The Second Republic:
Bolívar had outsmarted the royalist and Spanish commanders, but he had not crushed their armies. Although eastern Venezuela was held by patriot forces under Santiago Meriño, Manuel Piar
and others, there were still formidable royalist armies in the west and on the coast. Bolivar scored victories against royalist forces at the battles of Apure and Uspino and was named dictator and Liberator by the people of Caracas, although he had little time to govern as most of his time was spent in the field. Still, as 1813 drew to a close, Bolívar seemed to have things in hand when a grave threat came from an unexpected place.
Boves and the Infernal Legion:
, a smuggler and criminal, had been freed from jail in the town of Calabozo by Spanish forces. Although the Spanish-born Boves was not native to the harsh Venezuelan plains, he had a natural connection to the tough men and women who lived there. Promising to give land and power to the poor plainsmen, he quickly raised an army of skilled lancers known as "The Infernal Legion." They were ferociously loyal to the man they called "Taita" or "Father." The savage army of plainsmen, fighting for the Spanish but really only loyal to Boves, caught Bolívar and the republicans off guard.
Fall of the Second Republic:
Boves won the First Battle of La Puerta, putting him in position to take Caracas. After General José Félix Ribas’ last-ditch effort to keep him out of Caracas was successful, Bolívar and Santiago Meriño followed Boves onto the plains. This was a mistake, as Boves’ horsemen devastated the patriot force at the Second Battle of La Puerta on June 15, 1814. With the patriots in disarray, Boves was able to take first Valencia and then Caracas, thus ending the Second Venezuelan Republic.
Legacy of the Second Republic:
The Second Venezuelan Republic lasted only about a year and therefore wasn't around long enough to really leave much of a lasting legacy. Bolívar, made dictator by acclamation, spent almost the whole time fighting off royalist threats from the likes of Monteverde and Boves. The republic, in any event, didn't extend far beyond Caracas, as much of Venezuela was held by Spanish forces the whole time.

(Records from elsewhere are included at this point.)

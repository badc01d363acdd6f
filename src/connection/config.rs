use std::fmt::Debug;

use connection_string::AdoNetString;
pub use tiberius::EncryptionLevel;
use tracing::{event, Level};

use crate::version::TdsVersion;

/// SQL Server login credentials.
#[derive(Clone, PartialEq, Eq)]
pub struct SqlServerAuth {
    user: String,
    password: String,
}

impl SqlServerAuth {
    /// Construct SQL Server authentication from a login and password.
    pub fn new(user: impl ToString, password: impl ToString) -> Self {
        Self {
            user: user.to_string(),
            password: password.to_string(),
        }
    }

    pub fn user(&self) -> &str {
        &self.user
    }

    pub(crate) fn password(&self) -> &str {
        &self.password
    }
}

impl Debug for SqlServerAuth {
    fn fmt(&self, f: &mut std::fmt::Formatter<'_>) -> std::fmt::Result {
        f.debug_struct("SqlServerAuth")
            .field("user", &self.user)
            .field("password", &"<HIDDEN>")
            .finish()
    }
}

#[derive(Clone, Debug)]
/// Settings for opening the session to probe.
///
/// Use the builder methods, or [`from_connection_string`], then hand the
/// result to [`SyncSession::connect`].
///
/// [`from_connection_string`]: Self::from_connection_string
/// [`SyncSession::connect`]: crate::SyncSession::connect
pub struct Config {
    pub(crate) host: Option<String>,
    pub(crate) port: Option<u16>,
    pub(crate) database: Option<String>,
    pub(crate) instance_name: Option<String>,
    pub(crate) application_name: Option<String>,
    pub(crate) driver: Option<String>,
    pub(crate) encryption: EncryptionLevel,
    pub(crate) trust_cert: bool,
    pub(crate) auth: Option<SqlServerAuth>,
    pub(crate) requested_version: Option<TdsVersion>,
}

impl Default for Config {
    fn default() -> Self {
        Self {
            host: None,
            port: None,
            database: None,
            instance_name: None,
            application_name: None,
            driver: None,
            encryption: EncryptionLevel::Required,
            trust_cert: false,
            auth: None,
            requested_version: None,
        }
    }
}

impl Config {
    /// Create a new `Config` with the default settings.
    pub fn new() -> Self {
        Self::default()
    }

    /// Parses an ODBC style connection string such as
    /// `Driver=FreeTDS;Server=db1;Port=49242;TDS_Version=7.3;UID=sa;PWD=...`.
    ///
    /// Keys are case-insensitive and braces around values are removed. Keys
    /// that do not affect the probe are skipped.
    pub fn from_connection_string(s: &str) -> crate::Result<Self> {
        let ado: AdoNetString = s.parse()?;
        let mut config = Config::new();
        let mut user = None;
        let mut password = None;

        for (key, value) in ado.iter() {
            let key = key.trim().to_lowercase();
            let value = strip_braces(value.trim()).to_string();

            match key.as_str() {
                "server" | "data source" | "address" | "addr" => {
                    let server = ServerName::parse(&value)?;
                    config.host(server.host);
                    if let Some(instance) = server.instance {
                        config.instance_name(instance);
                    }
                    if let Some(port) = server.port {
                        config.port(port);
                    }
                }
                "port" => config.port(value.parse()?),
                "database" | "initial catalog" => config.database(value),
                "uid" | "user id" | "user" => user = Some(value),
                "pwd" | "password" => password = Some(value),
                "app" | "application name" => config.application_name(value),
                "driver" => config.driver = Some(value),
                "tds_version" => config.requested_version(value.parse()?),
                "encrypt" => config.encryption(parse_encryption(&value)?),
                "trustservercertificate" => {
                    if parse_bool(&value)? {
                        config.trust_cert();
                    }
                }
                other => event!(Level::DEBUG, key = other, "ignoring connection string key"),
            }
        }

        match (user, password) {
            (Some(user), password) => {
                config.authentication(SqlServerAuth::new(user, password.unwrap_or_default()))
            }
            (None, Some(_)) => {
                return Err(crate::Error::Config(
                    "a password was given without a user".into(),
                ))
            }
            (None, None) => (),
        }

        Ok(config)
    }

    /// A host or ip address to connect to.
    ///
    /// - Defaults to `localhost`.
    pub fn host(&mut self, host: impl ToString) {
        self.host = Some(host.to_string());
    }

    /// The server port.
    ///
    /// - Defaults to `1433`.
    pub fn port(&mut self, port: u16) {
        self.port = Some(port);
    }

    /// The database to connect to.
    ///
    /// - Defaults to the login's default database.
    pub fn database(&mut self, database: impl ToString) {
        self.database = Some(database.to_string())
    }

    /// The instance name as defined in the SQL Browser.
    ///
    /// Without an explicit port, the SQL Browser port is used.
    pub fn instance_name(&mut self, name: impl ToString) {
        self.instance_name = Some(name.to_string());
    }

    /// Sets the application name, queryable with `APP_NAME()`.
    pub fn application_name(&mut self, name: impl ToString) {
        self.application_name = Some(name.to_string());
    }

    /// Set the preferred encryption level.
    ///
    /// - Defaults to `Required`.
    pub fn encryption(&mut self, encryption: EncryptionLevel) {
        self.encryption = encryption;
    }

    /// Accept the server certificate without validating it.
    pub fn trust_cert(&mut self) {
        self.trust_cert = true;
    }

    /// Sets the SQL Server login.
    ///
    /// - Defaults to no credentials, which the server will reject.
    pub fn authentication(&mut self, auth: SqlServerAuth) {
        self.auth = Some(auth);
    }

    /// The protocol version the caller asked for. The server may settle on an
    /// older one; the difference is what the probe is for.
    pub fn requested_version(&mut self, version: TdsVersion) {
        self.requested_version = Some(version);
    }

    pub fn get_requested_version(&self) -> Option<TdsVersion> {
        self.requested_version
    }

    /// The `Driver` named in the connection string, if any.
    pub fn get_driver(&self) -> Option<&str> {
        self.driver.as_deref()
    }

    pub fn get_auth(&self) -> Option<&SqlServerAuth> {
        self.auth.as_ref()
    }

    pub(crate) fn get_host(&self) -> &str {
        self.host
            .as_deref()
            .filter(|v| v != &"." && !v.eq_ignore_ascii_case("(local)"))
            .unwrap_or("localhost")
    }

    pub(crate) fn get_port(&self) -> u16 {
        match (self.port, self.instance_name.as_ref()) {
            // A user-defined port, we must use that.
            (Some(port), _) => port,
            // Named instance without a port: SQL Browser.
            (None, Some(_)) => 1434,
            (None, None) => 1433,
        }
    }

    /// True when the port has to be looked up through the SQL Browser:
    /// an instance name is set and no port was given.
    pub fn uses_sql_browser(&self) -> bool {
        self.instance_name.is_some() && self.port.is_none()
    }

    /// Get the host address including port
    pub fn get_addr(&self) -> String {
        format!("{}:{}", self.get_host(), self.get_port())
    }

    /// Builds the client configuration for the TDS driver.
    pub(crate) fn to_client_config(&self) -> tiberius::Config {
        let mut config = tiberius::Config::new();
        config.host(self.get_host());
        // Leave the port unset for a named instance so the SQL Browser picks it.
        if let Some(port) = self.port {
            config.port(port);
        }

        if let Some(ref database) = self.database {
            config.database(database);
        }
        if let Some(ref instance) = self.instance_name {
            config.instance_name(instance);
        }
        config.application_name(self.application_name.as_deref().unwrap_or("tdsver"));
        config.encryption(self.encryption);
        if self.trust_cert {
            config.trust_cert();
        }
        if let Some(ref auth) = self.auth {
            config.authentication(tiberius::AuthMethod::sql_server(
                auth.user(),
                auth.password(),
            ));
        }

        config
    }
}

/// `[tcp:]host[\instance][,port]`
#[derive(Debug, PartialEq, Eq)]
struct ServerName {
    host: String,
    instance: Option<String>,
    port: Option<u16>,
}

impl ServerName {
    fn parse(value: &str) -> crate::Result<Self> {
        let value = value
            .strip_prefix("tcp:")
            .or_else(|| value.strip_prefix("TCP:"))
            .unwrap_or(value);

        let (rest, port) = match value.split_once(',') {
            Some((rest, port)) => (rest, Some(port.trim().parse()?)),
            None => (value, None),
        };

        let (host, instance) = match rest.split_once('\\') {
            Some((host, instance)) => (host, Some(instance.to_string())),
            None => (rest, None),
        };

        if host.is_empty() {
            return Err(crate::Error::Config("server name is empty".into()));
        }

        Ok(Self {
            host: host.to_string(),
            instance,
            port,
        })
    }
}

fn strip_braces(value: &str) -> &str {
    value
        .strip_prefix('{')
        .and_then(|v| v.strip_suffix('}'))
        .unwrap_or(value)
}

fn parse_bool(value: &str) -> crate::Result<bool> {
    match value.to_lowercase().as_str() {
        "yes" | "true" => Ok(true),
        "no" | "false" => Ok(false),
        _ => Err(crate::Error::Config(
            format!("expected yes/no, got `{}`", value).into(),
        )),
    }
}

fn parse_encryption(value: &str) -> crate::Result<EncryptionLevel> {
    match value.to_lowercase().as_str() {
        "yes" | "true" | "mandatory" | "strict" => Ok(EncryptionLevel::Required),
        "no" | "false" | "optional" => Ok(EncryptionLevel::Off),
        "not supported" | "disabled" => Ok(EncryptionLevel::NotSupported),
        _ => Err(crate::Error::Config(
            format!("unsupported Encrypt value `{}`", value).into(),
        )),
    }
}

The Second Venezuelan Republic is notable for a few things, however. It was Bolívar's first taste of absolute dictatorial powers: during the First Republic he had shared ultimate power with Francisco de Miranda. Despite his later denials, Bolívar never lost the desire for political power.
In terms of the struggle against the Spanish, the Second Republic marks the time of the worst atrocities on both sides. During the Admirable Campaign, Bolívar had decreed "War to the Death." Under this decree, any Spaniards he found who were not actively serving the patriot cause would be put to death. Not even neutral Spaniards were to be spared. This decree was fuel for royalist leaders who in turn stepped up their atrocities against suspected patriot sympathizers. Taita Boves and the Infernal Legion in particular were legendary for grisly rapes and murders in towns and cities recently recaptured from patriot forces.
Harvey, Robert. Liberators: Latin America's Struggle for Independence Woodstock: The Overlook Press, 2000.
Lynch, John. The Spanish American Revolutions 1808-1826 New York: W. W. Norton & Company, 1986.
Lynch, John. Simon Bolivar: A Life. New Haven and London: Yale University Press, 2006.
Scheina, Robert L. Latin America's Wars, Volume 1: The Age of the Caudillo 1791-1899 Washington, D.C.: Brassey's Inc., 2003.